Как бы играя с ребятами, поэт дает им почувствовать просторы нашей Родины. И все это написано увлекательно, емко и четко. А вот в стихотворении «Светлана» возникает фигура часового на далекой заставе.


 
Он стоит,
Над ним зарницы,
Он глядит на облака:
Над его ружьем границу
Переходят облака.
На зверей они похожи,
Только их нельзя поймать»
Спи. Тебя не потревожат.
Ты спокойно можешь спать.
 

Это обращение к маленькой героине стихотворения – Светлане полно непосредственности ив то же время многозначительности. Она должна знать, кто бережет безмятежный покой ее детства. А может, этот суровый человек в шинели ее отец?
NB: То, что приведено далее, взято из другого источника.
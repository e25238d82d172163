use serde::{Deserialize, Serialize};
use std::fmt;

use super::team::TeamId;

/// Unique id of a fixture, strictly increasing in scheduling order.
#[derive(
    Debug, Clone, Copy, PartialEq, Eq, Hash, PartialOrd, Ord, Serialize, Deserialize,
)]
pub struct FixtureId(pub u32);

impl fmt::Display for FixtureId {
    fn fmt(&self, f: &mut fmt::Formatter<'_>) -> fmt::Result {
        write!(f, "{}", self.0)
    }
}

/// How a completed fixture ended: one winner, or a draw. A fixture can
/// never be both, and an unplayed fixture has neither.
#[derive(Debug, Clone, Copy, PartialEq, Eq, Serialize, Deserialize)]
pub enum Verdict {
    Win(TeamId),
    Draw,
}

/// Final result of a completed fixture.
#[derive(Debug, Clone, PartialEq, Eq, Serialize, Deserialize)]
pub struct Outcome {
    pub verdict: Verdict,
    /// One-line scoreboard text, e.g. `"Football: Leeds 2 - 1 York"`.
    /// Never empty.
    pub summary: String,
}

/// A scheduled contest between two distinct teams.
#[derive(Debug, Clone, PartialEq, Eq, Serialize, Deserialize)]
pub struct Fixture {
    pub id: FixtureId,
    pub home: TeamId,
    pub away: TeamId,
    pub date: String,
    pub time: String,
    pub venue: String,
    /// `None` until a result is recorded.
    pub outcome: Option<Outcome>,
}

impl Fixture {
    pub fn new(
        id: FixtureId,
        home: TeamId,
        away: TeamId,
        date: String,
        time: String,
        venue: String,
    ) -> Self {
        Self { id, home, away, date, time, venue, outcome: None }
    }

    pub fn completed(&self) -> bool {
        self.outcome.is_some()
    }

    /// Winning team of a completed, decisive fixture.
    pub fn winner(&self) -> Option<TeamId> {
        match &self.outcome {
            Some(Outcome { verdict: Verdict::Win(team), .. }) => Some(*team),
            _ => None,
        }
    }

    pub fn is_draw(&self) -> bool {
        matches!(&self.outcome, Some(Outcome { verdict: Verdict::Draw, .. }))
    }

    /// True if `team` plays on either side.
    pub fn involves(&self, team: TeamId) -> bool {
        self.home == team || self.away == team
    }
}

#[cfg(test)]
mod tests {
    use super::*;

    fn fixture() -> Fixture {
        Fixture::new(
            FixtureId(1),
            TeamId(1),
            TeamId(2),
            "2025-03-01".to_string(),
            "14:00".to_string(),
            "Eden Gardens".to_string(),
        )
    }

    #[test]
    fn test_new_fixture_is_unplayed() {
        let f = fixture();
        assert!(!f.completed());
        assert!(f.winner().is_none());
        assert!(!f.is_draw());
    }

    #[test]
    fn test_winner_and_draw_are_exclusive() {
        let mut f = fixture();
        f.outcome = Some(Outcome {
            verdict: Verdict::Win(TeamId(2)),
            summary: "Football: A 0 - 1 B".to_string(),
        });
        assert!(f.completed());
        assert_eq!(f.winner(), Some(TeamId(2)));
        assert!(!f.is_draw());

        f.outcome = Some(Outcome {
            verdict: Verdict::Draw,
            summary: "Football: A 1 - 1 B".to_string(),
        });
        assert!(f.winner().is_none());
        assert!(f.is_draw());
    }

    #[test]
    fn test_involves_checks_both_sides() {
        let f = fixture();
        assert!(f.involves(TeamId(1)));
        assert!(f.involves(TeamId(2)));
        assert!(!f.involves(TeamId(3)));
    }
}
//! Prompt templates for the retrieval pipeline
//!
//! PRIVATE MODULE - Not exported from crate
//!
//! Exact wording is not part of any contract; only the inputs
//! substituted in and the output shapes parsed back out are.

pub const INTENT_EXTRACT: &str = include_str!("../assets/prompts/intent_extract.txt");
pub const RELEVANCE_FILTER: &str = include_str!("../assets/prompts/relevance_filter.txt");
pub const GATE: &str = include_str!("../assets/prompts/gate.txt");
pub const SQL_SYSTEM: &str = include_str!("../assets/prompts/sql_system.txt");
pub const SQL_USER: &str = include_str!("../assets/prompts/sql_user.txt");
pub const SQL_FIX: &str = include_str!("../assets/prompts/sql_fix.txt");
pub const ANSWER: &str = include_str!("../assets/prompts/answer.txt");

pub fn format_prompt(template: &str, vars: &[(&str, &str)]) -> String {
    let mut result = template.to_string();
    for (key, value) in vars {
        result = result.replace(&format!("{{{key}}}"), value);
    }
    result
}
//! Relevance classification gating report generation

use crate::prompts;
use catalogchat_core::tokens::TokenLedger;
use catalogchat_core::traits::LlmProvider;
use catalogchat_core::types::{AggregatedDocument, GateDecision, Source, TokenUsageRecord, Verdict};
use std::sync::Arc;
use std::time::Instant;
use tracing::{debug, warn};

/// Classifies whether the aggregated documents use the same table/field
/// terminology as the question. Never raises: any failure resolves to
/// `Unknown` with the error text as rationale.
pub struct ResultGate {
    llm: Arc<dyn LlmProvider>,
    ledger: Arc<TokenLedger>,
}

impl ResultGate {
    pub fn new(llm: Arc<dyn LlmProvider>, ledger: Arc<TokenLedger>) -> Self {
        Self { llm, ledger }
    }

    pub async fn classify(&self, documents: &[AggregatedDocument], query: &str) -> GateDecision {
        let rendered = documents
            .iter()
            .map(AggregatedDocument::render)
            .collect::<Vec<_>>()
            .join("\n\n");

        let prompt = prompts::format_prompt(
            prompts::GATE,
            &[("query", query), ("documents", &rendered)],
        );

        let started = Instant::now();
        match self.llm.generate(&prompt).await {
            Ok(response) => {
                if let Some(usage) = response.usage {
                    self.ledger.record(TokenUsageRecord {
                        source: Source::System,
                        model: response.model.clone(),
                        input_tokens: usage.input_tokens,
                        output_tokens: usage.output_tokens,
                        execution_time_secs: Some(started.elapsed().as_secs_f64()),
                    });
                }
                let verdict = parse_verdict(&response.text);
                debug!("Gate verdict: {verdict}");
                GateDecision::new(verdict, response.text)
            }
            Err(e) => {
                warn!("Gate call failed, resolving to unknown: {e}");
                GateDecision::new(Verdict::Unknown, e.to_string())
            }
        }
    }
}

/// Lowercase, strip quote characters, take the first line, then check
/// for "yes" before "no"
fn parse_verdict(response: &str) -> Verdict {
    let cleaned = response.to_lowercase().replace(['"', '\''], "");
    let first_line = cleaned.lines().next().unwrap_or("").trim();

    if first_line.contains("yes") {
        Verdict::Yes
    } else if first_line.contains("no") {
        Verdict::No
    } else {
        Verdict::Unknown
    }
}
Не забывай, Светлана, чем ты ему обязана!..

Михалковский «Веселый турист» родствен замечательной песне Василия Лебедева–Кумача «Широка страна моя родная» и его же «Веселому ветру».


 
Он слышал и зверя и птицу,
В колючие лазил кусты.
Он трогал руками пшеницу,
Чудесные нюхал цветы.
И тучи над ним вместо крыши,
А вместо будильника гром.
И все, что он видел и слышал,
В тетрадку записывал он.
А чтобы еще интересней
И легче казалось идти,
Он пел, и веселая песня
Ему помогала в пути…
 

Но, пожалуй, самой большой удачей Сергея Михалкова была его поэма–сказка «Дядя Степа». Да сказка ли это, если в ней полно живых, современных деталей?

Ведь недаром же мы в то время пели: «Мы рождены, чтоб сказку сделать былью!» Дядя Степа – и живой человек и поэтическая гипербола. Преувеличение только подчеркивает его замечательные реальные качества. Вот как сказал о Степане Степанове Владимир Луговской: «Отважный и добродушный, как и все большие люди, он проходит по нашим улицам…»


 
Все любили дядю Степу,
Уважали дядю Степу:
Был он самым лучшим другом
Всех ребят со всех дворов.
Он домой спешит с Арбата.
– Как живешь? – кричат ребята.
Он чихнет – ребята хором:
– Дядя Степа, будь здоров!
 

Много добрых и героических дел совершил Степан Степанов, ставший любимцем юных читателей. И не удивительно, что в конце концов автор изобразил его в форме военного моряка.


 
Кто, товарищи, знаком
С этим видным моряком?
Он идет,
Скрипят снежинки
У него под каблуком.
В складку форменные брюки.
Он в шинели под ремнем.
В шерстяных перчатках руки,
Якоря блестят на нем.
 

Дядя Степа обещал обрадованной детворе рассказать еще «сто историй». Почти через двадцать лет Михалков выполнил это обещание. К этому времени он сделал любимого героя… милиционером. Некоторые читатели, не столько маленькие, как большие, были удивлены. Чего греха таить? У нас есть еще отдельные дяди и тети с обывательской душонкой, которые пугают детишек милиционером, как в старину букой. А между тем это нужная и благородная профессия.


 
Он шагает по району
От двора и до двора.
И опять на нем погоны,
С пистолетом кобура.
Он с кокардой на фуражке.
Он в шинели под ремнем.
Герб страны блестит на пряжке —
Отразилось солнце в нем!
 

Прошли годы. И юные читатели, и наша общественность приняли продолжение «Дяди Степы», и теперь обе части зажили одной жизнью. Автор этой патриотической поэмы–сказки удостоен звания лауреата Ленинской премии.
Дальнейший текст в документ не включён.